Then, Section 68 of Indian Evidence Act prescribes the manner in which compulsorily attestable documents have to be proved. Section 68 reads thus:
Section 68. Proof of execution of document required by law to be attested:- If a document is required by law to be attested, it shall not be used as evidence until one attesting witness at least has been called for the purpose of proving its execution, if there be an attesting witness alive, and subject to the process of the Court and capable of giving evidence;
Provided that it shall not be necessary to call at attesting witness in proof of the execution of any, document, not being a Will, which has been registered in accordance with the provisions of the Indian Registration Act, XVI of 1908 unless its execution by the person by whom it purports to have been executed is specifically denied.

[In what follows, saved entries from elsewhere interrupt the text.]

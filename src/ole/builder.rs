//! Minimal compound file builder for test fixtures.
//!
//! Produces version 3 (512-byte sector) images by default and version 4
//! (4096-byte sector) images on request. Streams below the 4096-byte cutoff
//! go to the mini stream, larger ones get regular FAT chains. Large streams
//! are allocated first, so the first large stream starts at sector 0. FAT
//! sector ids that do not fit in the header go to DIFAT sectors written after
//! the FAT. Sibling trees are written as right-leaning chains, which readers
//! must accept like any other valid tree shape.

use super::consts::*;

const MINI_SECTOR_SIZE: usize = 64;
const MINI_STREAM_CUTOFF: usize = 4096;

#[derive(Debug)]
struct Node {
    name: String,
    stream: Option<Vec<u8>>,
    children: Vec<usize>,
    start_sector: u32,
    size: u64,
}

/// Builds an in-memory compound file image.
#[derive(Debug)]
pub(crate) struct CompoundFileBuilder {
    nodes: Vec<Node>,
    major_version: u16,
    header_difat_entries: usize,
}

impl CompoundFileBuilder {
    pub(crate) fn new() -> Self {
        Self {
            nodes: vec![Node {
                name: "Root Entry".to_string(),
                stream: None,
                children: Vec::new(),
                start_sector: ENDOFCHAIN,
                size: 0,
            }],
            major_version: 3,
            header_difat_entries: HEADER_DIFAT_ENTRIES,
        }
    }

    /// Write a version 3 or version 4 image.
    pub(crate) fn major_version(&mut self, version: u16) -> &mut Self {
        assert!(matches!(version, 3 | 4), "unsupported major version {}", version);
        self.major_version = version;
        self
    }

    /// Keep at most `count` FAT sector ids in the header and move the rest to
    /// DIFAT sectors.
    pub(crate) fn header_difat_entries(&mut self, count: usize) -> &mut Self {
        self.header_difat_entries = count.min(HEADER_DIFAT_ENTRIES);
        self
    }

    fn sector_size(&self) -> usize {
        if self.major_version == 4 { SECTOR_SIZE_V4 } else { SECTOR_SIZE_V3 }
    }

    /// Create the storage at `path` (and any missing parents).
    pub(crate) fn add_storage(&mut self, path: &[&str]) -> &mut Self {
        self.storage_index(path);
        self
    }

    /// Create a stream, creating parent storages as needed.
    pub(crate) fn add_stream(&mut self, path: &[&str], data: &[u8]) -> &mut Self {
        let (name, parents) = path.split_last().expect("stream path must not be empty");
        let parent = self.storage_index(parents);
        let index = self.push_node(parent, name, Some(data.to_vec()));
        self.nodes[index].size = data.len() as u64;
        self
    }

    fn storage_index(&mut self, path: &[&str]) -> usize {
        let mut current = 0;
        for name in path {
            let existing = self.nodes[current]
                .children
                .iter()
                .copied()
                .find(|&child| self.nodes[child].name == *name);
            current = match existing {
                Some(child) => child,
                None => self.push_node(current, name, None),
            };
        }
        current
    }

    fn push_node(&mut self, parent: usize, name: &str, stream: Option<Vec<u8>>) -> usize {
        let index = self.nodes.len();
        self.nodes.push(Node {
            name: name.to_string(),
            stream,
            children: Vec::new(),
            start_sector: 0,
            size: 0,
        });
        self.nodes[parent].children.push(index);
        index
    }

    /// Lay out and serialize the image.
    pub(crate) fn build(&mut self) -> Vec<u8> {
        let sector_size = self.sector_size();
        let mut sectors: Vec<u8> = Vec::new();
        let mut fat: Vec<u32> = Vec::new();

        // Large streams first
        for node in self.nodes.iter_mut() {
            if let Some(data) = &node.stream
                && data.len() >= MINI_STREAM_CUTOFF
            {
                node.start_sector = allocate(&mut sectors, &mut fat, data, sector_size);
            }
        }

        let mut ministream: Vec<u8> = Vec::new();
        let mut minifat: Vec<u32> = Vec::new();
        for node in self.nodes.iter_mut() {
            let Some(data) = &node.stream else { continue };
            if data.len() >= MINI_STREAM_CUTOFF {
                continue;
            }
            if data.is_empty() {
                node.start_sector = ENDOFCHAIN;
                continue;
            }
            let start = minifat.len() as u32;
            let count = data.len().div_ceil(MINI_SECTOR_SIZE);
            for i in 0..count {
                minifat.push(if i + 1 == count { ENDOFCHAIN } else { start + i as u32 + 1 });
            }
            ministream.extend_from_slice(data);
            ministream.resize(minifat.len() * MINI_SECTOR_SIZE, 0);
            node.start_sector = start;
        }

        if !ministream.is_empty() {
            self.nodes[0].start_sector = allocate(&mut sectors, &mut fat, &ministream, sector_size);
            self.nodes[0].size = ministream.len() as u64;
        }

        let (first_minifat_sector, num_minifat_sectors) = if minifat.is_empty() {
            (ENDOFCHAIN, 0)
        } else {
            let mut table: Vec<u8> = minifat.iter().flat_map(|v| v.to_le_bytes()).collect();
            let padded = table.len().div_ceil(sector_size) * sector_size;
            while table.len() < padded {
                table.extend_from_slice(&FREESECT.to_le_bytes());
            }
            let count = (table.len() / sector_size) as u32;
            (allocate(&mut sectors, &mut fat, &table, sector_size), count)
        };

        let directory = self.directory_stream(sector_size);
        let num_dir_sectors = (directory.len() / sector_size) as u32;
        let first_dir_sector = allocate(&mut sectors, &mut fat, &directory, sector_size);

        // FAT and DIFAT sectors are covered by the FAT too
        let per_sector = sector_size / 4;
        let ids_per_difat = per_sector - 1;
        let (mut num_fat, mut num_difat) = (0usize, 0usize);
        loop {
            let fat_needed = (fat.len() + num_fat + num_difat).div_ceil(per_sector);
            let difat_needed = fat_needed.saturating_sub(self.header_difat_entries).div_ceil(ids_per_difat);
            if (fat_needed, difat_needed) == (num_fat, num_difat) {
                break;
            }
            (num_fat, num_difat) = (fat_needed, difat_needed);
        }
        let first_fat_sector = fat.len() as u32;
        let first_difat_sector = first_fat_sector + num_fat as u32;
        fat.extend(std::iter::repeat_n(FATSECT, num_fat));
        fat.extend(std::iter::repeat_n(DIFSECT, num_difat));
        fat.resize(num_fat * per_sector, FREESECT);
        for entry in &fat {
            sectors.extend_from_slice(&entry.to_le_bytes());
        }

        let fat_ids: Vec<u32> = (0..num_fat as u32).map(|i| first_fat_sector + i).collect();
        let in_header = fat_ids.len().min(self.header_difat_entries);
        for (n, chunk) in fat_ids[in_header..].chunks(ids_per_difat).enumerate() {
            let mut ids = chunk.to_vec();
            ids.resize(ids_per_difat, FREESECT);
            ids.push(if n + 1 == num_difat { ENDOFCHAIN } else { first_difat_sector + n as u32 + 1 });
            for id in ids {
                sectors.extend_from_slice(&id.to_le_bytes());
            }
        }

        let mut header = vec![0u8; HEADER_SIZE];
        header[0..8].copy_from_slice(MAGIC);
        header[24..26].copy_from_slice(&0x003Eu16.to_le_bytes());
        header[26..28].copy_from_slice(&self.major_version.to_le_bytes());
        header[28..30].copy_from_slice(&0xFFFEu16.to_le_bytes());
        header[30..32].copy_from_slice(&(sector_size.trailing_zeros() as u16).to_le_bytes());
        header[32..34].copy_from_slice(&6u16.to_le_bytes());
        if self.major_version == 4 {
            header[40..44].copy_from_slice(&num_dir_sectors.to_le_bytes());
        }
        header[44..48].copy_from_slice(&(num_fat as u32).to_le_bytes());
        header[48..52].copy_from_slice(&first_dir_sector.to_le_bytes());
        header[56..60].copy_from_slice(&(MINI_STREAM_CUTOFF as u32).to_le_bytes());
        header[60..64].copy_from_slice(&first_minifat_sector.to_le_bytes());
        header[64..68].copy_from_slice(&num_minifat_sectors.to_le_bytes());
        let difat_start = if num_difat == 0 { ENDOFCHAIN } else { first_difat_sector };
        header[68..72].copy_from_slice(&difat_start.to_le_bytes());
        header[72..76].copy_from_slice(&(num_difat as u32).to_le_bytes());
        for i in 0..HEADER_DIFAT_ENTRIES {
            let value = if i < in_header { fat_ids[i] } else { FREESECT };
            let offset = 76 + i * 4;
            header[offset..offset + 4].copy_from_slice(&value.to_le_bytes());
        }

        // Sector 0 starts one sector into the file
        header.resize(sector_size, 0);
        header.extend_from_slice(&sectors);
        header
    }

    fn directory_stream(&self, sector_size: usize) -> Vec<u8> {
        let mut right = vec![NOSTREAM; self.nodes.len()];
        let mut child = vec![NOSTREAM; self.nodes.len()];
        for (index, node) in self.nodes.iter().enumerate() {
            if let Some(&first) = node.children.first() {
                child[index] = first as u32;
            }
            for pair in node.children.windows(2) {
                right[pair[0]] = pair[1] as u32;
            }
        }

        let mut out = Vec::new();
        for (index, node) in self.nodes.iter().enumerate() {
            let entry_type = match (index, &node.stream) {
                (0, _) => STGTY_ROOT,
                (_, Some(_)) => STGTY_STREAM,
                (_, None) => STGTY_STORAGE,
            };
            out.extend_from_slice(&directory_entry(
                &node.name,
                entry_type,
                right[index],
                child[index],
                node.start_sector,
                node.size,
            ));
        }

        // Pad with empty entries to a whole sector
        while out.len() % sector_size != 0 {
            out.extend_from_slice(&directory_entry("", STGTY_EMPTY, NOSTREAM, NOSTREAM, 0, 0));
        }
        out
    }
}

fn directory_entry(
    name: &str,
    entry_type: u8,
    sid_right: u32,
    sid_child: u32,
    start_sector: u32,
    size: u64,
) -> [u8; DIRENTRY_SIZE] {
    let mut entry = [0u8; DIRENTRY_SIZE];
    let units: Vec<u16> = name.encode_utf16().take(31).collect();
    for (i, unit) in units.iter().enumerate() {
        entry[i * 2..i * 2 + 2].copy_from_slice(&unit.to_le_bytes());
    }
    let name_len = if name.is_empty() { 0u16 } else { (units.len() as u16 + 1) * 2 };
    entry[64..66].copy_from_slice(&name_len.to_le_bytes());
    entry[66] = entry_type;
    entry[67] = 1;
    entry[68..72].copy_from_slice(&NOSTREAM.to_le_bytes());
    entry[72..76].copy_from_slice(&sid_right.to_le_bytes());
    entry[76..80].copy_from_slice(&sid_child.to_le_bytes());
    entry[116..120].copy_from_slice(&start_sector.to_le_bytes());
    entry[120..128].copy_from_slice(&size.to_le_bytes());
    entry
}

/// Append `data` as a chain of whole sectors and return its first sector.
fn allocate(sectors: &mut Vec<u8>, fat: &mut Vec<u32>, data: &[u8], sector_size: usize) -> u32 {
    if data.is_empty() {
        return ENDOFCHAIN;
    }
    let start = fat.len() as u32;
    let count = data.len().div_ceil(sector_size);
    for i in 0..count {
        fat.push(if i + 1 == count { ENDOFCHAIN } else { start + i as u32 + 1 });
    }
    sectors.extend_from_slice(data);
    sectors.resize(fat.len() * sector_size, 0);
    start
}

a) The Apex Court in M. L. Abdul Jabbar Sahib vs. M. V. Venkata Sastri and Sons and others happened to discuss whether scribe and identifying witnesses before the Sub-Registrar, can be treated as attesting witnesses. It was held thus:
Para 6: xx xx xx It is to be noticed that the word "attested", the thing to be defined, occurs as part of the definition itself. To attest is to bear witness to a fact. Briefly put, the essential conditions of a valid attestation Under Section 3 are: (1) two or more witnesses have seen the executant sign the instrument or have received from him a personal acknowledgment of his signature; (2) with a view to attest or to bear witness to this fact each of them has signed the instrument in the presence of the executant. It is essential that the witness should have put his signature animo attestandi, that is, for the purpose of attesting that he has seen the executant sign or has received from him a personal acknowledgment of his signature. If a person puts his signature on the document for some other purpose, e.g., to certify that he is a scribe or an identifier or a registering officer, he is not an attesting witness.
In its further discussion, the Apex Court referred its earlier judgment in Girja Datt vs. Gangotri , wherein it was held that two persons who had identified the testator at the time of the registration of the will and had appended their signatures at the foot of the endorsement by the Sub-Registrar, were not attesting witnesses as their signatures were not put animo attestandi.

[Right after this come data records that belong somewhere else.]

use super::consts::*;
use super::store::ByteStore;
use bytes::{Bytes, BytesMut};
use fixedbitset::FixedBitSet;
use std::fs;
use std::io::{self, Read};
use std::path::Path;
use thiserror::Error;
use tracing::debug;
use zerocopy::{FromBytes, LE, U16, U32, U64};
use zerocopy_derive::FromBytes as DeriveFromBytes;

/// Raw compound file header (512 bytes)
///
/// Field layout follows [MS-CFB] 2.2. Everything after the first 109 DIFAT
/// entries is only present in version 4 files as sector padding.
#[allow(dead_code)]
#[derive(Debug, Clone, DeriveFromBytes)]
#[repr(C)]
struct RawHeader {
    magic: [u8; 8],
    clsid: [u8; 16],
    minor_version: U16<LE>,
    major_version: U16<LE>,
    byte_order: U16<LE>,
    sector_shift: U16<LE>,
    mini_sector_shift: U16<LE>,
    reserved: [u8; 6],
    num_dir_sectors: U32<LE>,
    num_fat_sectors: U32<LE>,
    first_dir_sector: U32<LE>,
    transaction_signature: U32<LE>,
    mini_stream_cutoff: U32<LE>,
    first_minifat_sector: U32<LE>,
    num_minifat_sectors: U32<LE>,
    first_difat_sector: U32<LE>,
    num_difat_sectors: U32<LE>,
    difat: [U32<LE>; HEADER_DIFAT_ENTRIES],
}

/// Raw OLE directory entry structure (128 bytes)
///
/// This represents the on-disk format of a directory entry.
#[allow(dead_code)]
#[derive(Debug, Clone, DeriveFromBytes)]
#[repr(C)]
struct RawDirectoryEntry {
    /// Entry name in UTF-16LE (64 bytes, null-padded)
    name: [u8; 64],
    /// Length of name in bytes (including null terminator)
    name_len: U16<LE>,
    /// Entry type (1 = storage, 2 = stream, 5 = root)
    entry_type: u8,
    /// Node color (0 = red, 1 = black)
    node_color: u8,
    /// Left sibling SID
    sid_left: U32<LE>,
    /// Right sibling SID
    sid_right: U32<LE>,
    /// Child SID
    sid_child: U32<LE>,
    /// CLSID (16 bytes)
    clsid: [u8; 16],
    /// State bits
    state_bits: U32<LE>,
    /// Creation time (FILETIME)
    creation_time: U64<LE>,
    /// Modified time (FILETIME)
    modified_time: U64<LE>,
    /// Starting sector
    start_sector: U32<LE>,
    /// Stream size
    stream_size: U64<LE>,
}

/// Error types for compound file parsing
#[derive(Debug, Error)]
pub enum OleError {
    #[error("IO error: {0}")]
    Io(#[from] io::Error),
    #[error("Not an OLE file")]
    NotOleFile,
    #[error("Invalid format: {0}")]
    InvalidFormat(String),
    #[error("Corrupted file: {0}")]
    CorruptedFile(String),
    #[error("Stream not found: {0}")]
    StreamNotFound(String),
    #[error("Not a stream: {0}")]
    NotAStream(String),
    #[error("Not a storage: {0}")]
    NotAStorage(String),
}

/// Kind of a directory entry
#[derive(Debug, Clone, Copy, PartialEq, Eq)]
pub enum EntryKind {
    Root,
    Storage,
    Stream,
}

/// Represents an OLE directory entry (stream or storage)
#[derive(Debug, Clone)]
pub struct DirectoryEntry {
    /// Storage ID (index in directory)
    pub sid: u32,
    /// Entry name (UTF-16 decoded to UTF-8)
    pub name: String,
    pub kind: EntryKind,
    /// CLSID of this entry, empty when all zero
    pub clsid: String,
    /// First sector of the stream
    pub start_sector: u32,
    /// Size of the stream in bytes
    pub size: u64,
    sid_left: u32,
    sid_right: u32,
    sid_child: u32,
}

impl DirectoryEntry {
    #[inline]
    pub fn is_stream(&self) -> bool {
        self.kind == EntryKind::Stream
    }

    #[inline]
    pub fn is_storage(&self) -> bool {
        matches!(self.kind, EntryKind::Storage | EntryKind::Root)
    }
}

/// An OLE2 structured storage image held entirely in memory.
///
/// The whole file is read once at open time; afterwards every stream read is
/// a slice of (or a copy assembled from) the resident image, so reads take
/// `&self` and one `CompoundFile` can be shared read-only behind an `Arc`.
#[derive(Debug)]
pub struct CompoundFile {
    data: Bytes,
    /// Sector size (512 or 4096 bytes)
    sector_size: usize,
    /// Mini sector size (typically 64 bytes)
    mini_sector_size: usize,
    /// Streams smaller than this live in the mini stream
    mini_stream_cutoff: u32,
    /// File Allocation Table - maps sector to next sector in chain
    fat: Vec<u32>,
    /// Mini FAT - for streams smaller than cutoff size
    minifat: Vec<u32>,
    ministream: Bytes,
    /// All directory entries indexed by SID. Entries outside the tree are `None`.
    entries: Vec<Option<DirectoryEntry>>,
    /// In-order child SIDs per storage SID
    children: Vec<Vec<u32>>,
}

Thus in the above two judgments the Apex Court held that the scribe or the identifying witnesses cannot be regarded as the attesting witnesses since they have not put their signatures as animo attestandi, i.e. not for the purpose to attest but with a different purpose.
b) In N.Kamalam v. Ayyasamy the facts were that one Masaney Gowder executed the Will which was attested by two attestors viz.
D.Subbayya and P.Govindarajulu. The Will was scribed by one Arunachalam. In proof of the Will, the attestors were not examined but scribe was examined. The Apex Court, in that context, held that the due execution of the Will was not proved as scribe cannot prove due execution of the Will.
c) In similar circumstances as that of N.Kamalams case (3 supra), the Apex Court in S.R.Srinivasa v. S.Padmamma has observed thus:
Para28: The aforesaid observations are fully applicable in this case. Admittedly, none of the attesting witnesses have been examined. Here signature of the scribe cannot be taken as proof of attestation. Therefore, it becomes evident that the execution of a Will can be held to have been proved when the statutory requirements for proving the Will are satisfied. The High Court has however held that proof of the Will was not necessary as the execution of the Will has been admitted in the pleadings in O.S. No. 233 of 1998, and in the evidence of P.W.1.
Para37: The First Appellate Court pointed out that the execution of the Will has not been proved as none of the attesting witnesses have been examined. The scribe who was examined as DW.2 nowhere stated that he had attested the Will. The animus to attest was not evident from the document. In the Will, D.W.2 had described himself as the scribe of the Will and signed as such. Therefore, in view of the ratio of law laid down in N. Kamalam (supra) the statutory requirement of attestation was clearly not satisfied.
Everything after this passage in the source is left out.